_Requirement_
Only those lines in the data below from the line containing "first header byte." through the line containing "a frame boundary.", both included, should be restated word for word.

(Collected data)
========================

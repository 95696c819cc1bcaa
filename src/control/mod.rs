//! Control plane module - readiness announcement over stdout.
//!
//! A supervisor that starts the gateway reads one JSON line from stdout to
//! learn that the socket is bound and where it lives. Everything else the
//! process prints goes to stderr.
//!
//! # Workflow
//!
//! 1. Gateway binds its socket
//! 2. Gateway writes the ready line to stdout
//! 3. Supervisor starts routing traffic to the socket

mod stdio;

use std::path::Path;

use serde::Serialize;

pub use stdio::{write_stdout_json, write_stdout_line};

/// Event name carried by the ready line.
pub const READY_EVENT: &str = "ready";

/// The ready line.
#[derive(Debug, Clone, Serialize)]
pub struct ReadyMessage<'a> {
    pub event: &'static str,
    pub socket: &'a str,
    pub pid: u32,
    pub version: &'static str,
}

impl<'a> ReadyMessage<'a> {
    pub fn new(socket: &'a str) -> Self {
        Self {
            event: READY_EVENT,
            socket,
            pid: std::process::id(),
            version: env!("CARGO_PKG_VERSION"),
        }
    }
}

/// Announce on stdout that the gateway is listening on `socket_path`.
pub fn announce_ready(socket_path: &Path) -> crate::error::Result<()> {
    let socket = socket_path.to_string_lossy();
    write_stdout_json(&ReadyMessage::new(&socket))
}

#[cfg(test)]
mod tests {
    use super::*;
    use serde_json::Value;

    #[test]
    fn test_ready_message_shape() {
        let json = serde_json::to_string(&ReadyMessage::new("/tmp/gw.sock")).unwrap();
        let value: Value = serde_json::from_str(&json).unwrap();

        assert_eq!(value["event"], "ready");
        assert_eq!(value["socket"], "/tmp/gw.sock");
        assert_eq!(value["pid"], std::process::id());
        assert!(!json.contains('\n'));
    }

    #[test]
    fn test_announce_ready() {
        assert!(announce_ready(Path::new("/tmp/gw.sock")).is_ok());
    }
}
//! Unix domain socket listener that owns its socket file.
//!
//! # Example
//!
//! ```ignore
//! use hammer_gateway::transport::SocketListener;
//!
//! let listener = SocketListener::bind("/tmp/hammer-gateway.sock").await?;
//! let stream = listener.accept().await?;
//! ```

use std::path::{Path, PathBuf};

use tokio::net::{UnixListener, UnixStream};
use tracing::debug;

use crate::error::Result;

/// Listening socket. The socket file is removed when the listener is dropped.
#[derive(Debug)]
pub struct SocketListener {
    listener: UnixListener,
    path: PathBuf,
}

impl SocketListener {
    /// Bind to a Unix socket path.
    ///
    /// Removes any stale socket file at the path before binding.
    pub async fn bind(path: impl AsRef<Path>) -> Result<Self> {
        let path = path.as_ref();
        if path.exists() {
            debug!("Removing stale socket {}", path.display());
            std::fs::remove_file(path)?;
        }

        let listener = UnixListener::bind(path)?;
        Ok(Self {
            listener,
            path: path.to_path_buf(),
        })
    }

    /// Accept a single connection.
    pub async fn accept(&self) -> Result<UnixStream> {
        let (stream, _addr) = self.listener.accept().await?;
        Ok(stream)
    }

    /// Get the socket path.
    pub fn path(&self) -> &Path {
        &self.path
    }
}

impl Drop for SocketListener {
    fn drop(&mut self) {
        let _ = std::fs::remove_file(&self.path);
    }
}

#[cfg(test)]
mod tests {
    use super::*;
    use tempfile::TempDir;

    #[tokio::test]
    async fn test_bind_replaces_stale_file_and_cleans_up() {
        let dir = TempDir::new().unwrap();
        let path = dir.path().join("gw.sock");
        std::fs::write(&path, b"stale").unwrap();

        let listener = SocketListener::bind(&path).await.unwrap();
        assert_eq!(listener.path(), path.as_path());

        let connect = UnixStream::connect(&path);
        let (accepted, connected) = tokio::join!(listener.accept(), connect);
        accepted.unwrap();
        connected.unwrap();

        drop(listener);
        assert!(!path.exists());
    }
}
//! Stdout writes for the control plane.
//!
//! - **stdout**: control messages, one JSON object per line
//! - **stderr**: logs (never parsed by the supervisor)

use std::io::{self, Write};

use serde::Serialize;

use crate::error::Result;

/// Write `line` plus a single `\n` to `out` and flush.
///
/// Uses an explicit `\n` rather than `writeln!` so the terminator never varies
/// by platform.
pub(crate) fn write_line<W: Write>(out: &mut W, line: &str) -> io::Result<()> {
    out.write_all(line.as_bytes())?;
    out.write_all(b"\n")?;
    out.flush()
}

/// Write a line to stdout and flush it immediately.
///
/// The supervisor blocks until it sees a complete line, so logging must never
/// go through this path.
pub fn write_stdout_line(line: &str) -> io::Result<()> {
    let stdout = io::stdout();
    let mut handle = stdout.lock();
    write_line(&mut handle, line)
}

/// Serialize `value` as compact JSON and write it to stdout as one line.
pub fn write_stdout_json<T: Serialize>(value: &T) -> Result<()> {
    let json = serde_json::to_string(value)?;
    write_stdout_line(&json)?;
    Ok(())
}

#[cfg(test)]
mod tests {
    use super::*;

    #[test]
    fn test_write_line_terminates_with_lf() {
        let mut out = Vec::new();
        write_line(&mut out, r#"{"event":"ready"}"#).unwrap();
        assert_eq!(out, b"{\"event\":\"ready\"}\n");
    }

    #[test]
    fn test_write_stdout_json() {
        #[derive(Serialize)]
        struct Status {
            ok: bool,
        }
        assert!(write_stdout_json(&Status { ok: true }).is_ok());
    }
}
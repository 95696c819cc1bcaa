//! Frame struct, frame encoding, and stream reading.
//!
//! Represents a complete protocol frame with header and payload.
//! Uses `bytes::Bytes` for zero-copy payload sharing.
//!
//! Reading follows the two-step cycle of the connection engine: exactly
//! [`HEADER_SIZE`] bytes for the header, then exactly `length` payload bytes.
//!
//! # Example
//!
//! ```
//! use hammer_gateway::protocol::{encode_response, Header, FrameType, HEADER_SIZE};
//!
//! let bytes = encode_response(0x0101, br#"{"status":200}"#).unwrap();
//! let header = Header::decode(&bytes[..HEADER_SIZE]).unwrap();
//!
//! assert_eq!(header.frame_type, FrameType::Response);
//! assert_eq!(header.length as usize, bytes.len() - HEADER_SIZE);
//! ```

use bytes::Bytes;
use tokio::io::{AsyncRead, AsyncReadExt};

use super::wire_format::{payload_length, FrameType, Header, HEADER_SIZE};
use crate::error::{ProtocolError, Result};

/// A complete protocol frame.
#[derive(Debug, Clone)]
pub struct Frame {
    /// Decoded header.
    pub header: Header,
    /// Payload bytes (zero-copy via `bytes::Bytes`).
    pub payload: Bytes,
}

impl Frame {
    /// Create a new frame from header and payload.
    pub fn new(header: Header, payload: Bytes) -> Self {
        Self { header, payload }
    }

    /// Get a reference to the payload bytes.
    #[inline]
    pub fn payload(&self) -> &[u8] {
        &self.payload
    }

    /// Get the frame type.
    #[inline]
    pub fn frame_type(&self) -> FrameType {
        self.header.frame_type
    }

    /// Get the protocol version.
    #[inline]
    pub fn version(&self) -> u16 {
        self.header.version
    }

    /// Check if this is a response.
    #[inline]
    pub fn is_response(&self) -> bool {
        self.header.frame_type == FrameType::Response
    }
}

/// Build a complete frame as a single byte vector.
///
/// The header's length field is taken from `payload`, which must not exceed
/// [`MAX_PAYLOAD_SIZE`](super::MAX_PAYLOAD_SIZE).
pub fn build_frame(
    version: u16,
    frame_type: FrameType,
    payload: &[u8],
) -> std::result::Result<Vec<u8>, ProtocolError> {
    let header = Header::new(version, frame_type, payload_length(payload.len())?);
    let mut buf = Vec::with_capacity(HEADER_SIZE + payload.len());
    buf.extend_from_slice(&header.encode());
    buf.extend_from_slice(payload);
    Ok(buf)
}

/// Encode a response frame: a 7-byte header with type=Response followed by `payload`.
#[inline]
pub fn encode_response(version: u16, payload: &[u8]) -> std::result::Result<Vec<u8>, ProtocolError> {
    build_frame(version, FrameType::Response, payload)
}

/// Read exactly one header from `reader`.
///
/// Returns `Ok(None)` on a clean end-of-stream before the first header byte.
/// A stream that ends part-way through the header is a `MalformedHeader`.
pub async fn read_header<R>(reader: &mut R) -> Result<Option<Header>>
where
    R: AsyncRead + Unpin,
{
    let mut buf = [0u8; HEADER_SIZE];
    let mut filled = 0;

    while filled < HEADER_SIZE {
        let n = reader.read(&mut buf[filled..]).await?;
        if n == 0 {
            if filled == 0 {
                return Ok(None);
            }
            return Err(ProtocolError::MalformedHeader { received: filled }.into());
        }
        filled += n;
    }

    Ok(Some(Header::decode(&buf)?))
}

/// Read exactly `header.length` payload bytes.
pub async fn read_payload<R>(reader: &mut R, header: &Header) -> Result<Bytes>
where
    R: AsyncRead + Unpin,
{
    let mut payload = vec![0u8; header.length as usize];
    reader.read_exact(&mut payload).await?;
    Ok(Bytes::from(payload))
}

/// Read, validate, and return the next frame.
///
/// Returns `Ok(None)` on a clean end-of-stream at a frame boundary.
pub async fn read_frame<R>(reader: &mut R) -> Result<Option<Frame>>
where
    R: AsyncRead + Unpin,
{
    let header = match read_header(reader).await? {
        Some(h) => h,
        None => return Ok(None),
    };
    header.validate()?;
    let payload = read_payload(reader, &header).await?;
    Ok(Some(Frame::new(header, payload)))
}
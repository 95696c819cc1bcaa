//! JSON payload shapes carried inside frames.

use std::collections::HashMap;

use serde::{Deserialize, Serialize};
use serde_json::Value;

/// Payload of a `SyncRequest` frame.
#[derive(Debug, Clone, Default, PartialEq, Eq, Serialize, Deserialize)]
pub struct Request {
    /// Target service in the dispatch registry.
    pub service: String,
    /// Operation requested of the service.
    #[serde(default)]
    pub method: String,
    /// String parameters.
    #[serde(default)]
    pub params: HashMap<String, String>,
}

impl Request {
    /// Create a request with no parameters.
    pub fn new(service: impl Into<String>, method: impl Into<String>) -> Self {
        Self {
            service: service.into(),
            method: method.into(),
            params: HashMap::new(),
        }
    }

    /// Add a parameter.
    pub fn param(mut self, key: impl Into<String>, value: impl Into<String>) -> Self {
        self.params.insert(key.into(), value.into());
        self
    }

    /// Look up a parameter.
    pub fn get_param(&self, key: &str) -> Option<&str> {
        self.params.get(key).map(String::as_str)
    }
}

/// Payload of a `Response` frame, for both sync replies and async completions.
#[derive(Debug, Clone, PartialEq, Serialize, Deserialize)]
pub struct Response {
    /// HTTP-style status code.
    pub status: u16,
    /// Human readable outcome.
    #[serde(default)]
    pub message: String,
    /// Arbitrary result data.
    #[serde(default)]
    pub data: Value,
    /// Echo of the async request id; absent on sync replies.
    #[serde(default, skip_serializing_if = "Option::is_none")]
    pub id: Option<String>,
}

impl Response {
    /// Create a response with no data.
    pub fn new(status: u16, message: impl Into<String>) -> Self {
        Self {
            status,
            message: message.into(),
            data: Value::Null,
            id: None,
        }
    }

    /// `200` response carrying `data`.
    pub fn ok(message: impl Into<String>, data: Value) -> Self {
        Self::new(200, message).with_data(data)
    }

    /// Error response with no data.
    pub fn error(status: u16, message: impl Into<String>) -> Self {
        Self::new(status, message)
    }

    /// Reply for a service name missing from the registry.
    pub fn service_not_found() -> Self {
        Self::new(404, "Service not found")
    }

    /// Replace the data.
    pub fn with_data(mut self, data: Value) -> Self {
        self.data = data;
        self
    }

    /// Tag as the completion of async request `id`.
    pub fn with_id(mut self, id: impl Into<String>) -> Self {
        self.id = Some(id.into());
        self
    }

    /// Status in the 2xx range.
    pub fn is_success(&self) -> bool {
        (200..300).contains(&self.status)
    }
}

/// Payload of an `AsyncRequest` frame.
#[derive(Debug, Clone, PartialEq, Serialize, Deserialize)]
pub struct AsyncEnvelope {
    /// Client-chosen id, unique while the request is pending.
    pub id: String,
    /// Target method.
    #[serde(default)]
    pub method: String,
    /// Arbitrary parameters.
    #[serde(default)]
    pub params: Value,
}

========================

_Completed exercise_
/// Returns `Ok(None)` on a clean end-of-stream before the first header byte.
/// A stream that ends part-way through the header is a `MalformedHeader`.
pub async fn read_header<R>(reader: &mut R) -> Result<Option<Header>>
where
    R: AsyncRead + Unpin,
{
    let mut buf = [0u8; HEADER_SIZE];
    let mut filled = 0;

    while filled < HEADER_SIZE {
        let n = reader.read(&mut buf[filled..]).await?;
        if n == 0 {
            if filled == 0 {
                return Ok(None);
            }
            return Err(ProtocolError::MalformedHeader { received: filled }.into());
        }
        filled += n;
    }

    Ok(Some(Header::decode(&buf)?))
}

/// Read exactly `header.length` payload bytes.
pub async fn read_payload<R>(reader: &mut R, header: &Header) -> Result<Bytes>
where
    R: AsyncRead + Unpin,
{
    let mut payload = vec![0u8; header.length as usize];
    reader.read_exact(&mut payload).await?;
    Ok(Bytes::from(payload))
}

/// Read, validate, and return the next frame.
///
/// Returns `Ok(None)` on a clean end-of-stream at a frame boundary.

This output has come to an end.